The Rays host "Legends of Wrestling" night Friday, bringing out a dozen World Wrestling Federation personalities, including Bret "The Hitman" Hart, "Mean" Gene Okerlund, Jim "The Anvil" Neidhart, King Haku, Tatanka, Brutus "The Barber" Beefcake, Greg "The Hammer" Valentine, the Nasty Boys, Rick Steiner and the Cuban Assassin.
The Rays plan to put a wrestling ring on the field and have three matches after the game, including the reunion of the Nasty Boys, Rays pitchman Brian Knobs and partner Jerry Sags.
The promotion raises the question: Which Rays player is professional wrestling material?
Pitcher Scott Kazmir thought infielder Ty Wigginton might make a good grappler, catcher Josh Paul would be a decent ringside announcer and reliever Jae Kuk Ryu could look the part if he put on a mask.
The obvious choice among his teammates, however, was DH/OF Jonny Gomes.
"You can just kind of see him getting the crowd all pumped up and running around, " Wigginton said.
And his nickname?
"The Bay Area Hustler, " Wigginton said of Gomes, who is from Petaluma, Calif., an hour north of San Francisco. Gomes frequently wears a sleeveless shirt with Bay Area Hustler on it after games.
"The one thing is, I just don't know if he'd look good in those bikini briefs, " Wigginton said.
"Yeah, I don't know about that, " Kazmir said, "but maybe he'd go out there and tears his T-shirt off or something."
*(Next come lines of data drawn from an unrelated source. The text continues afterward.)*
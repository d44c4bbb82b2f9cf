use core::{future::Future, time::Duration};

/// Abstracts over how to wait for a given [`Duration`] in async contexts, so
/// the async allocation path stays runtime agnostic.
pub trait SleepProvider {
    /// `Send` so the allocation future can move across worker threads.
    type Sleep: Future<Output = ()> + Send;

    /// Returns a future that completes once `dur` has passed.
    fn sleep_for(dur: Duration) -> Self::Sleep;
}
mod interface;
mod mono_clock;
mod system;

pub use interface::*;
pub use mono_clock::*;
pub use system::*;
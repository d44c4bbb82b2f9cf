use core::fmt;

use crate::{Error, Result, SnowflakeId};

/// The worker (shard) identifier embedded in every [`SnowflakeId`].
///
/// Distinct worker ids partition the identifier space, so allocators in
/// different processes or nodes never collide as long as each one is given its
/// own value. Construction validates the `[0, 1023]` range.
///
/// ```
/// use suavis::{Error, WorkerId};
///
/// assert_eq!(WorkerId::new(7).unwrap().get(), 7);
/// assert_eq!(WorkerId::new(1024), Err(Error::Configuration { worker_id: 1024 }));
/// ```
#[derive(Copy, Clone, Default, PartialEq, Eq, PartialOrd, Ord, Hash)]
pub struct WorkerId(u16);

impl WorkerId {
    /// Largest accepted worker id.
    pub const MAX: u16 = SnowflakeId::WORKER_ID_MASK as u16;

    /// Validates `value` and wraps it.
    ///
    /// # Errors
    ///
    /// Returns [`Error::Configuration`] if `value` is negative or greater than
    /// [`WorkerId::MAX`].
    pub const fn new(value: i64) -> Result<Self> {
        if value < 0 || value > Self::MAX as i64 {
            return Err(Error::Configuration { worker_id: value });
        }
        Ok(Self(value as u16))
    }

    /// Returns the raw value.
    pub const fn get(self) -> u16 {
        self.0
    }

    pub(crate) const fn from_raw(raw: u16) -> Self {
        Self(raw & Self::MAX)
    }
}

impl TryFrom<i64> for WorkerId {
    type Error = Error;

    fn try_from(value: i64) -> Result<Self> {
        Self::new(value)
    }
}

impl From<WorkerId> for u64 {
    fn from(worker_id: WorkerId) -> Self {
        u64::from(worker_id.0)
    }
}

impl fmt::Display for WorkerId {
    fn fmt(&self, f: &mut fmt::Formatter<'_>) -> fmt::Result {
        fmt::Display::fmt(&self.0, f)
    }
}

impl fmt::Debug for WorkerId {
    fn fmt(&self, f: &mut fmt::Formatter<'_>) -> fmt::Result {
        write!(f, "WorkerId({})", self.0)
    }
}

#[cfg(test)]
mod tests {
    use super::*;

    #[test]
    fn accepts_range_bounds() {
        assert_eq!(WorkerId::new(0).unwrap().get(), 0);
        assert_eq!(WorkerId::new(1023).unwrap().get(), 1023);
        assert_eq!(WorkerId::default().get(), 0);
    }

    #[test]
    fn rejects_out_of_range() {
        assert_eq!(
            WorkerId::new(1024),
            Err(Error::Configuration { worker_id: 1024 })
        );
        assert_eq!(
            WorkerId::try_from(-1),
            Err(Error::Configuration { worker_id: -1 })
        );
        assert!(WorkerId::new(i64::MAX).is_err());
        assert!(WorkerId::new(i64::MIN).is_err());
    }

    #[test]
    fn configuration_error_message_names_range() {
        let err = WorkerId::new(2048).unwrap_err();
        assert_eq!(
            err.to_string(),
            "worker id 2048 is outside the valid range [0, 1023]"
        );
    }
}
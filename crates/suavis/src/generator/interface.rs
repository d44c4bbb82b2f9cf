use core::time::Duration;

use crate::{
    AllocatorPolicy, Poll, Result, SnowflakeId, WorkerId,
    generator::{Backoff, PolicyDriver},
};

/// A concurrent allocator of unique [`SnowflakeId`]s.
///
/// Implementations are safe to share across threads (behind `&`, an `Arc`, or
/// a `static`) and need no external locking by the caller. For IDs issued by
/// one allocator, a call that returns before another starts always yields a
/// smaller `(timestamp, sequence)` pair; concurrent calls get distinct IDs in
/// an unspecified order.
///
/// The trait is object safe, so an allocator chosen at runtime can be used as
/// `Box<dyn IdAllocator + Send + Sync>`.
pub trait IdAllocator {
    /// Sets the worker id embedded in subsequently issued IDs.
    ///
    /// This is a setup step: call it once, before the allocator is shared.
    /// Calling it while other threads allocate never corrupts the allocator,
    /// but those threads may observe either the old or the new worker id for
    /// an ID issued across the call; ordering that is the caller's
    /// responsibility.
    ///
    /// # Errors
    ///
    /// Returns [`Error::Configuration`] if `worker_id` is outside
    /// `[0, WorkerId::MAX]`; the previous worker id stays in effect.
    ///
    /// [`Error::Configuration`]: crate::Error::Configuration
    fn configure(&self, worker_id: i64) -> Result<()>;

    /// Returns the worker id currently embedded in issued IDs.
    fn worker_id(&self) -> WorkerId;

    /// Returns the policy [`Self::next_id`] applies.
    fn policy(&self) -> AllocatorPolicy;

    /// Makes one non-blocking allocation attempt.
    ///
    /// # Errors
    ///
    /// - [`Error::TimestampOverflow`] if the clock no longer fits in the
    ///   timestamp field
    /// - [`Error::LockPoisoned`] for a mutex-backed allocator whose lock was
    ///   poisoned
    ///
    /// [`Error::TimestampOverflow`]: crate::Error::TimestampOverflow
    /// [`Error::LockPoisoned`]: crate::Error::LockPoisoned
    fn try_poll_id(&self) -> Result<Poll>;

    /// Issues the next ID, waiting or failing as the [`AllocatorPolicy`]
    /// dictates.
    ///
    /// The only waits are the bounded ones the policy opts into: yielding
    /// until the next millisecond on sequence exhaustion, and sleeping through
    /// a clock regression within tolerance.
    ///
    /// # Errors
    ///
    /// - [`Error::ClockRegression`] when the clock moved backward beyond the
    ///   policy's tolerance
    /// - [`Error::SequenceExhausted`] under [`ExhaustionPolicy::Fail`]
    /// - any error from [`Self::try_poll_id`]
    ///
    /// # Example
    ///
    /// ```
    /// use suavis::{AtomicAllocator, IdAllocator, MonotonicClock};
    ///
    /// let allocator = AtomicAllocator::<MonotonicClock>::default();
    /// allocator.configure(3).unwrap();
    ///
    /// let a = allocator.next_id().unwrap();
    /// let b = allocator.next_id().unwrap();
    /// assert!(a < b);
    /// assert_eq!(b.worker_id(), 3);
    /// ```
    ///
    /// [`Error::ClockRegression`]: crate::Error::ClockRegression
    /// [`Error::SequenceExhausted`]: crate::Error::SequenceExhausted
    /// [`ExhaustionPolicy::Fail`]: crate::ExhaustionPolicy::Fail
    fn next_id(&self) -> Result<SnowflakeId> {
        let mut driver = PolicyDriver::new(self.policy());
        loop {
            match driver.step(self.try_poll_id()?)? {
                Backoff::Ready(id) => return Ok(id),
                Backoff::Retry => core::hint::spin_loop(),
                Backoff::Yield { .. } => std::thread::yield_now(),
                Backoff::Sleep { millis } => std::thread::sleep(Duration::from_millis(millis)),
            }
        }
    }
}
#![doc = include_str!("../README.md")]
#![cfg_attr(docsrs, feature(doc_cfg))]

mod error;
#[cfg(feature = "futures")]
mod futures;
mod generator;
mod id;
#[cfg(feature = "serde")]
mod serde;
mod time;

pub use crate::error::*;
#[cfg(feature = "futures")]
pub use crate::futures::*;
pub use crate::generator::*;
pub use crate::id::*;
#[cfg(feature = "serde")]
pub use crate::serde::*;
pub use crate::time::*;
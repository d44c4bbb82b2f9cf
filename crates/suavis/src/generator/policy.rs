#[cfg(feature = "tracing")]
use tracing::warn;

use crate::{Error, Poll, Result, SnowflakeId};

/// What an allocator does when every sequence value of the current tick has
/// been issued.
#[derive(Clone, Copy, Debug, Default, PartialEq, Eq, Hash)]
pub enum ExhaustionPolicy {
    /// Wait (yielding the thread, or the task in async code) until the clock
    /// reaches the next millisecond, then continue. Throughput is capped at
    /// 4096 IDs per millisecond per worker.
    #[default]
    Block,
    /// Return [`Error::SequenceExhausted`] immediately.
    Fail,
}

/// What an allocator does when the clock reads earlier than the last issued
/// tick.
#[derive(Clone, Copy, Debug, Default, PartialEq, Eq, Hash)]
pub enum ClockRegressionPolicy {
    /// Return [`Error::ClockRegression`] carrying the size of the jump.
    #[default]
    Fail,
    /// Wait for the clock to catch up when it is at most this many
    /// milliseconds behind; fail like [`ClockRegressionPolicy::Fail`] beyond
    /// that tolerance.
    WaitUpTo(u64),
}

/// Behaviour of [`IdAllocator::next_id`] when an ID cannot be issued
/// immediately.
///
/// The default blocks on sequence exhaustion and fails on clock regression.
///
/// ```
/// use suavis::{AllocatorPolicy, ClockRegressionPolicy, ExhaustionPolicy};
///
/// let policy = AllocatorPolicy::default()
///     .with_exhaustion(ExhaustionPolicy::Fail)
///     .with_clock_regression(ClockRegressionPolicy::WaitUpTo(5));
/// assert_eq!(policy.exhaustion, ExhaustionPolicy::Fail);
/// ```
///
/// [`IdAllocator::next_id`]: crate::IdAllocator::next_id
#[derive(Clone, Copy, Debug, Default, PartialEq, Eq, Hash)]
pub struct AllocatorPolicy {
    /// Sequence exhaustion handling.
    pub exhaustion: ExhaustionPolicy,
    /// Clock regression handling.
    pub clock_regression: ClockRegressionPolicy,
}

impl AllocatorPolicy {
    /// A policy that never waits: both conditions are reported as errors.
    pub const fn non_blocking() -> Self {
        Self {
            exhaustion: ExhaustionPolicy::Fail,
            clock_regression: ClockRegressionPolicy::Fail,
        }
    }

    /// Replaces the sequence exhaustion handling.
    #[must_use]
    pub const fn with_exhaustion(mut self, exhaustion: ExhaustionPolicy) -> Self {
        self.exhaustion = exhaustion;
        self
    }

    /// Replaces the clock regression handling.
    #[must_use]
    pub const fn with_clock_regression(mut self, clock_regression: ClockRegressionPolicy) -> Self {
        self.clock_regression = clock_regression;
        self
    }
}

/// How a caller should proceed after one allocation attempt.
#[derive(Clone, Copy, Debug, PartialEq, Eq)]
pub(crate) enum Backoff {
    Ready(SnowflakeId),
    /// Lost a race; retry right away.
    Retry,
    /// Sequence exhausted; yield until the next tick.
    Yield { millis: u64 },
    /// Clock behind, within tolerance; wait for it to catch up.
    Sleep { millis: u64 },
}

/// Applies an [`AllocatorPolicy`] across the attempts of one allocation.
pub(crate) struct PolicyDriver {
    policy: AllocatorPolicy,
    reported_regression: bool,
}

impl PolicyDriver {
    pub(crate) const fn new(policy: AllocatorPolicy) -> Self {
        Self {
            policy,
            reported_regression: false,
        }
    }

    pub(crate) fn step(&mut self, poll: Poll) -> Result<Backoff> {
        match poll {
            Poll::Ready { id } => Ok(Backoff::Ready(id)),
            Poll::Pending { yield_for: 0 } => Ok(Backoff::Retry),
            Poll::Pending { yield_for } => match self.policy.exhaustion {
                ExhaustionPolicy::Block => Ok(Backoff::Yield { millis: yield_for }),
                ExhaustionPolicy::Fail => Err(Error::SequenceExhausted),
            },
            Poll::ClockBehind { delta } => {
                self.report_regression(delta);
                match self.policy.clock_regression {
                    ClockRegressionPolicy::WaitUpTo(max) if delta <= max => {
                        Ok(Backoff::Sleep { millis: delta })
                    }
                    _ => Err(Error::ClockRegression(delta)),
                }
            }
        }
    }

    // Once per allocation, so a catch-up wait doesn't flood the log.
    #[cfg_attr(not(feature = "tracing"), allow(unused_variables))]
    fn report_regression(&mut self, delta: u64) {
        if self.reported_regression {
            return;
        }
        self.reported_regression = true;
        #[cfg(feature = "tracing")]
        warn!(delta_ms = delta, "clock regression detected: Δ={delta}");
    }
}

#[cfg(test)]
mod tests {
    use super::*;

    fn id() -> SnowflakeId {
        SnowflakeId::from_components(1, 2, 3)
    }

    #[test]
    fn ready_and_contention_pass_through() {
        let mut driver = PolicyDriver::new(AllocatorPolicy::non_blocking());
        assert_eq!(
            driver.step(Poll::Ready { id: id() }),
            Ok(Backoff::Ready(id()))
        );
        assert_eq!(
            driver.step(Poll::Pending { yield_for: 0 }),
            Ok(Backoff::Retry)
        );
    }

    #[test]
    fn exhaustion_blocks_by_default() {
        let mut driver = PolicyDriver::new(AllocatorPolicy::default());
        assert_eq!(
            driver.step(Poll::Pending { yield_for: 1 }),
            Ok(Backoff::Yield { millis: 1 })
        );
    }

    #[test]
    fn exhaustion_fails_when_configured() {
        let policy = AllocatorPolicy::default().with_exhaustion(ExhaustionPolicy::Fail);
        let mut driver = PolicyDriver::new(policy);
        assert_eq!(
            driver.step(Poll::Pending { yield_for: 1 }),
            Err(Error::SequenceExhausted)
        );
    }

    #[test]
    fn regression_fails_by_default() {
        let mut driver = PolicyDriver::new(AllocatorPolicy::default());
        assert_eq!(
            driver.step(Poll::ClockBehind { delta: 50 }),
            Err(Error::ClockRegression(50))
        );
    }

    #[test]
    fn regression_waits_within_tolerance_only() {
        let policy =
            AllocatorPolicy::default().with_clock_regression(ClockRegressionPolicy::WaitUpTo(10));
        let mut driver = PolicyDriver::new(policy);
        assert_eq!(
            driver.step(Poll::ClockBehind { delta: 10 }),
            Ok(Backoff::Sleep { millis: 10 })
        );
        assert_eq!(
            driver.step(Poll::ClockBehind { delta: 11 }),
            Err(Error::ClockRegression(11))
        );
    }

    #[cfg(feature = "tracing")]
    mod logging {
        use std::{
            fmt::Debug,
            sync::{Arc, Mutex},
            vec::Vec,
        };

        use tracing::{
            Event, Subscriber,
            field::{Field, Visit},
        };
        use tracing_subscriber::{
            Layer,
            layer::{Context, SubscriberExt},
        };

        use super::*;

        /// Records the message of every event it sees.
        #[derive(Clone, Default)]
        struct CaptureMessages(Arc<Mutex<Vec<String>>>);

        struct MessageVisitor(Option<String>);

        impl Visit for MessageVisitor {
            fn record_debug(&mut self, field: &Field, value: &dyn Debug) {
                if field.name() == "message" {
                    self.0 = Some(format!("{value:?}"));
                }
            }
        }

        impl<S: Subscriber> Layer<S> for CaptureMessages {
            fn on_event(&self, event: &Event<'_>, _ctx: Context<'_, S>) {
                let mut visitor = MessageVisitor(None);
                event.record(&mut visitor);
                if let Some(message) = visitor.0 {
                    self.0.lock().unwrap().push(message);
                }
            }
        }

        #[test]
        fn regression_is_logged_once_per_allocation() {
            let capture = CaptureMessages::default();
            let subscriber = tracing_subscriber::registry().with(capture.clone());

            tracing::subscriber::with_default(subscriber, || {
                let policy = AllocatorPolicy::default()
                    .with_clock_regression(ClockRegressionPolicy::WaitUpTo(100));

                // One allocation that waits through the same regression twice.
                let mut driver = PolicyDriver::new(policy);
                assert_eq!(
                    driver.step(Poll::ClockBehind { delta: 5 }),
                    Ok(Backoff::Sleep { millis: 5 })
                );
                assert_eq!(
                    driver.step(Poll::ClockBehind { delta: 3 }),
                    Ok(Backoff::Sleep { millis: 3 })
                );

                // The next allocation reports again.
                let mut driver = PolicyDriver::new(policy);
                assert_eq!(
                    driver.step(Poll::ClockBehind { delta: 7 }),
                    Ok(Backoff::Sleep { millis: 7 })
                );
            });

            assert_eq!(
                *capture.0.lock().unwrap(),
                ["clock regression detected: Δ=5", "clock regression detected: Δ=7"]
            );
        }
    }
}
Before Saturday, closer Al Reyes hadn't pitched in a week. But he's still ranked among the best. A look at the lowest opponent batting averages among relievers in the majors, through Friday:
Francisco Cordero, Brewers .077 4-for-52
Reyes, Rays .104 5-for-48
Russ Springer, Cardinals .111 4-for-36
Kevin Cameron, Padres .113 6-for-53
Rick White, Astros .114 5-for-44
Doug Brocail, Padres .115 7-for-61
Jonathan Papelbon, Red Sox .119 5-for-42
Internet item of the week
A white T-shirt with the phrase "Jesus is a Devil Rays fan" on the front - and we're not talking about former reliever Jesus Colome - had an opening bid of $9.99 and, like the Rays, was still waiting Saturday afternoon for its first big hit of the week.